__TASK GOAL__: Reproduce each line of the material that follows, word for word.

__GIVEN DATA__:

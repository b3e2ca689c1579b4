use provision_core::paths::PROVISION_DIR;
use std::path::{Path, PathBuf};

/// Resolve the project root.
///
/// Priority:
/// 1. `--root` flag / `PROVISION_ROOT` env var (passed in as `explicit`)
/// 2. Nearest ancestor of `cwd` containing `.provision/`
/// 3. `cwd`
pub fn resolve_root(explicit: Option<&Path>) -> PathBuf {
    if let Some(p) = explicit {
        return p.to_path_buf();
    }

    let cwd = std::env::current_dir().unwrap_or_else(|_| PathBuf::from("."));
    find_marked_ancestor(&cwd).unwrap_or(cwd)
}

fn find_marked_ancestor(start: &Path) -> Option<PathBuf> {
    start
        .ancestors()
        .find(|dir| dir.join(PROVISION_DIR).is_dir())
        .map(Path::to_path_buf)
}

__RESULT BELOW__:
repository b3e2ca689c1579b4
use provision_core::paths::PROVISION_DIR;
use std::path::{Path, PathBuf};

/// Resolve the project root.
///
/// Priority:
/// 1. `--root` flag / `PROVISION_ROOT` env var (passed in as `explicit`)
/// 2. Nearest ancestor of `cwd` containing `.provision/`
/// 3. `cwd`
pub fn resolve_root(explicit: Option<&Path>) -> PathBuf {
    if let Some(p) = explicit {
        return p.to_path_buf();
    }

    let cwd = std::env::current_dir().unwrap_or_else(|_| PathBuf::from("."));
    find_marked_ancestor(&cwd).unwrap_or(cwd)
}

fn find_marked_ancestor(start: &Path) -> Option<PathBuf> {
    start
        .ancestors()
        .find(|dir| dir.join(PROVISION_DIR).is_dir())
        .map(Path::to_path_buf)
}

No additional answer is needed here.